Glass received a Bachelor of Science degree from Bradley University in Speech and Hearing Sciences, where she was named one of Glamour Magazine'''s Top 10 College Women. She earned her Master of Science degree from the University of Michigan, where she became interested in gender differences in communication and the study of cranial and dental- facial abnormalities.

She received a doctorate degree from the University of Minnesota and was awarded a Bush Foundation fellowship. She majored in communication disorders, with an emphasis on speech and hearing sciences, and minored in clinical genetics. Her doctoral dissertation focused on Psychosocial Perceptions of Speech and Cosmetic Appearance of Patients with Craniofacial Abnormalities.

She received a post-doctorate in Medical Genetics at UCLA School of Medicine, where she received a National Institutes of Health (NIH) Grant and did research on speech and hearing problems of patients with a variety of genetic diseases, including those with neurological and skeletal problems. Glass has published in various professional journals, including the New England Journal of Medicine . She also discovered a genetic syndrome involving deafness and a dental abnormality, described as the Glass-Gorlin Syndrome (oligodontia and sensorineural deafness).

In 2013, Glass attended Pepperdine University's School of Law Straus Institute for Dispute Resolution, where she studied mediation.

Career

Academics
Upon completing her postdoctoral training at UCLA School of Medicine, Glass became an associate professor at the University of Southern California (USC). She held joint appointments with the School of Medicine,   Department of Medical Genetics, School of Dentistry, and Department of Speech Communication and was a researcher at the University of Southern California Speech Research Lab.

Private practice
Glass began her private practice in Beverly Hills, California, treating patients with speech and hearing difficulties. Her practice progressed to training actors for movie roles. One of her first clients include Dustin Hoffman. and Sean Connery. She also coached deaf actress Marlee Matlin, in speaking publicly at the Academy Award ceremonies and in film roles, and Rob Pilatus and Fabrice Morvan.  Caitlyn Jenner also worked with Glass to learn how to feminize her voice and body language as she transitioned from being Bruce Jenner.

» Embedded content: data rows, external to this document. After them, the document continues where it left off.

use std::{env, process::Command};

fn main() {
    println!("cargo:rerun-if-changed=Cargo.toml");

    let version = env::var("CARGO_PKG_VERSION").unwrap_or_else(|_| "unknown".to_string());

    // Crates.io builds have no git checkout
    let git_hash = if std::path::Path::new("../../.git").exists() {
        Command::new("git")
            .args(["rev-parse", "--short", "HEAD"])
            .output()
            .ok()
            .and_then(|o| String::from_utf8(o.stdout).ok())
            .map(|h| h.trim().to_string())
            .filter(|h| !h.is_empty())
    } else {
        None
    };

    let version_string = match git_hash {
        Some(hash) => format!("{version}-{hash}"),
        None => version,
    };

    println!("cargo:rustc-env=PEAR_VERSION={version_string}");
}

Glass has lectured on the topic of communication and body language.

Media
Glass began her television career as a co-host on Alive and Well on USA Network and as a psychology reporter for the ABC affiliate in Los Angeles, KABC Television. She has since appeared on a variety of news and talk shows, including Good Morning America and the Today show. In addition, she has often appeared on various news shows discussing the body language and communication patterns of newsmakers.  She has appeared as a body language expert on HLN's Nancy Grace Show,  MSNBC,  Entertainment Tonight, and others and 20/20. Finally, she has appeared on numerous reality shows,YouTube: Busted and Disgusted and was the body language expert on Season 8 of Dancing With the Stars, BRAVO's Millionaire Matchmaker, and Swift Justice. She has also appeared on ′′ National Geographic's ′′Brain Games and on Dr. Phil.

Glass has written a monthly body language column for Cosmopolitan.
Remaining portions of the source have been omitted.